Most days I am able to accept my new situation. However, once in a while, I get very frustrated, mostly when it impacts other members of my family. Like my husband who is looking forward to doing something with me on his one day off. Or my children who are tired of having a mother who has no energy. In fact, yesterday I was feeling so much guilt for never going anywhere with them. We spend our weekends at home for the most part, while other people are outside biking or going away for the day. I hate that. I WANT to do so much but can’t peel myself out of bed.

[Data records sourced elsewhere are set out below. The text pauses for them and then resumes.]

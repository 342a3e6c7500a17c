//! Tests for per-CPU variable resolution

mod common;

use common::*;
use kscope_core::percpu::counter_sum;
use kscope_core::prelude::*;

#[test]
fn test_struct_instances()
{
    let (_memory, session) = session();
    let template = session.symbol_value("struct_test").unwrap();
    assert!(template.is_per_cpu());

    for cpu in 0..NR_CPUS {
        let value = template.per_cpu(cpu).unwrap();
        assert_eq!(value.address(), Some(instance(STRUCT_TEST, cpu)));
        assert_eq!(value.field("x").unwrap().as_i64().unwrap(), cpu as i64);
        assert_eq!(value.field("ulong").unwrap().as_u64().unwrap(), cpu as u64);
        assert!(!value.is_per_cpu());
    }
}

#[test]
fn test_member_of_template_resolves_per_cpu()
{
    let (_memory, session) = session();
    let ulong = session.symbol_value("struct_test").unwrap().field("ulong").unwrap();
    assert!(ulong.is_per_cpu());
    assert_eq!(ulong.per_cpu(3).unwrap().as_u64().unwrap(), 3);
}

#[test]
fn test_scalar_instances()
{
    let (_memory, session) = session();
    let values: Vec<u64> = session
        .symbol_value("ulong_test")
        .unwrap()
        .per_cpu_all()
        .unwrap()
        .iter()
        .map(|value| value.as_u64().unwrap())
        .collect();
    assert_eq!(values, vec![0, 1, 2, 3]);
}

#[test]
fn test_pointer_instances()
{
    let (_memory, session) = session();
    let voidp = session.symbol_value("voidp_test").unwrap();
    let to_struct = session.symbol_value("ptr_to_struct_test").unwrap();
    let to_ulong = session.symbol_value("ptr_to_ulong_test").unwrap();

    for cpu in 0..NR_CPUS {
        assert_eq!(voidp.per_cpu(cpu).unwrap().as_address().unwrap(), WILD);

        let test = to_struct.per_cpu(cpu).unwrap().dereference().unwrap();
        assert_eq!(test.field("x").unwrap().as_i64().unwrap(), cpu as i64);

        let ulong = to_ulong.per_cpu(cpu).unwrap().dereference().unwrap();
        assert_eq!(ulong.as_u64().unwrap(), cpu as u64);
    }
}

#[test]
fn test_void_pointer_cannot_be_dereferenced()
{
    let (_memory, session) = session();
    let voidp = session.symbol_value("voidp_test").unwrap().per_cpu(0).unwrap();
    assert!(matches!(voidp.dereference(), Err(KscopeError::InvalidKind { .. })));
}

#[test]
fn test_cpu_out_of_range_reads_nothing()
{
    let (memory, session) = session();
    let template = session.symbol_value("struct_test").unwrap();

    let reads = memory.read_count();
    assert!(matches!(
        template.per_cpu(NR_CPUS),
        Err(KscopeError::CpuOutOfRange { cpu: NR_CPUS, nr_cpus: NR_CPUS })
    ));
    assert!(matches!(
        session.symbol_value("percpu_test").unwrap().per_cpu_ptr(NR_CPUS),
        Err(KscopeError::CpuOutOfRange { .. })
    ));
    assert_eq!(memory.read_count(), reads);
}

#[test]
fn test_not_per_cpu()
{
    let (_memory, session) = session();
    let value = session.symbol_value("non_percpu_test").unwrap();
    assert!(!value.is_per_cpu());
    assert!(matches!(value.per_cpu(0), Err(KscopeError::NotPerCpu(address)) if address == NON_PERCPU_TEST));
    assert!(matches!(
        session.per_cpu_variable("non_percpu_test"),
        Err(KscopeError::NotPerCpu(_))
    ));
}

#[test]
fn test_per_cpu_pointer()
{
    let (_memory, session) = session();
    let pointer = session.symbol_value("percpu_test").unwrap();
    for cpu in 0..NR_CPUS {
        let test = pointer.per_cpu_ptr(cpu).unwrap();
        assert_eq!(test.address(), Some(instance(STRUCT_TEST, cpu)));
        assert_eq!(test.field("x").unwrap().as_i64().unwrap(), cpu as i64);
    }

    let scalar = session.symbol_value("nr_things").unwrap().field("count").unwrap();
    assert!(matches!(scalar.per_cpu_ptr(0), Err(KscopeError::InvalidKind { .. })));
}

#[test]
fn test_counter_sum()
{
    let (_memory, session) = session();
    let counter = session.symbol_value("nr_things").unwrap();
    let expected = COUNTER_BASE + COUNTER_DELTA_VALUES.iter().map(|delta| i64::from(*delta)).sum::<i64>();
    assert_eq!(expected, 110);
    assert_eq!(counter_sum(&counter).unwrap(), expected);
    assert_eq!(counter_sum(&counter.address_of().unwrap()).unwrap(), expected);
}

#[test]
fn test_per_cpu_variable()
{
    let (_memory, session) = session();
    let variable = session.per_cpu_variable("ulong_test").unwrap();
    assert_eq!(variable.base(), ULONG_TEST);
    assert_eq!(variable.template().name(), "unsigned long");

    let target = session.target();
    assert_eq!(variable.instance(target, 2).unwrap().as_u64().unwrap(), 2);
    assert_eq!(variable.all(target).unwrap().len(), NR_CPUS);
}

#[test]
fn test_table_from_attach()
{
    let (_memory, session) = session();
    let table = session.percpu();
    assert_eq!(table.nr_cpus(), NR_CPUS);
    assert_eq!(table.static_range(), Some((PER_CPU_START, PER_CPU_SIZE)));
    assert_eq!(table.offset(1).unwrap(), cpu_area(1));
    assert!(table.is_static_percpu(COUNTER_DELTAS));
    assert!(!table.is_static_percpu(NR_THINGS));
}

#[test]
fn test_zero_based_section()
{
    kscope_utils::init_test_logging();
    // Without the section symbols, symbol addresses are used as offsets.
    let memory = SparseMemory::new(spec()).with_per_cpu_offsets(vec![0x1000, 0x2000]);
    memory.write_u64(Address::new(0x1010), 7);
    memory.write_u64(Address::new(0x2010), 9);

    let session = Session::attach(
        Box::new(memory),
        Box::new(StaticDebugInfo::new("vmlinux", spec()).with_types(kernel_types())),
        TraversalConfig::default(),
    )
    .unwrap();
    let ulong = session.lookup_type("unsigned long").unwrap().ty;
    let variable = PerCpuVariable::new(ulong, Address::new(0x10));

    let values: Vec<u64> = variable
        .all(session.target())
        .unwrap()
        .iter()
        .map(|value| value.as_u64().unwrap())
        .collect();
    assert_eq!(values, vec![7, 9]);
}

So what do I do when I have no choice? I pack up the coffee and go. Usually I’m wearing some form of pajamas, either a sweatshirt dress or something of that nature.(See the idressmodest fashion blog if you want to know what a sweatshirt dress is). Showering in the morning is out of the question. Fortunately I now have a very deep tub and do not have to stand anymore in the shower. But, still, this has to be done at night when I feel better. Forcing myself to get out to run the errand that has waited too long or the doctor’s appointment that I cannot miss has resulted in multiple car “bang-ups” due to fatique and brain fog.
On the days that I feel frustrated, I try to “talk to myself” and tell myself to just accept the situation. After all, I have nothing to do. It’s been a year since I stopped working, but I still can’t shake the feeling that there’s something important that has to get done.
Also my brain still wants my body to work out. My body definitely doesn’t want to do that. So I have to make sure that I engage in some sort of physical activity each day just for my mental health. I do this by walking my two large dogs about a mile. On the days that the fatigue is not as overpowering, I do more, like vacuum, shop, and clean the house. I might even undertake a project at home. But boy do I pay for those “productive” days! This past Saturday, I woke up at 8AM, went back to sleep from 11-1, ate lunch, went back to sleep from 2-4, woke up and went to bed at my usual time with no problem! Each of those naps is the result of an overwhelming need to sleep that comes on suddenly with powerful force. The sleep is very deep and satisfying, but not restorative. When I wake up, my arthritis is flaring, or I wake with a headache or with an uncomfortable feeling of fullness in my stomach like after overeating. Good stuff!
My neurologist referred me and my family for counseling so that we could learn to deal with this new reality. At first I was worried about what we were supposed to accomplish. I mean, how much can you talk about chronic illness? But, after a few sessions, I am appreciating the referral, as it helps me deal with the daily frustrations and challenges. I am so grateful to have a doctor who cares enough to have made this referral. Counseling definitely helps me accept my situation and deal with it in the best possible way.
My illness has actually been a blessing in many ways. I am finally able to undertake the creative interests that I always dreamed about but had no time to pursue. I have learned to slow down and accept life’s unpredictabilities and find new ways to engage with people. I am so grateful for social media which allows me to post my frustrations as well as my happy moments. I feel that I have led a complete life, that I am satisfied with my accomplishments and that I am ready to deal with whatever comes down the pike. I can only encourage healthy people to use their time wisely, to do the things they really want to do while they can. Because you never know what weird event life is going to throw at you. In my wildest dreams, I guarantee that, even as a doctor who knew something about Sarcoidosis, that I would have never guessed that it would be the card picked for me!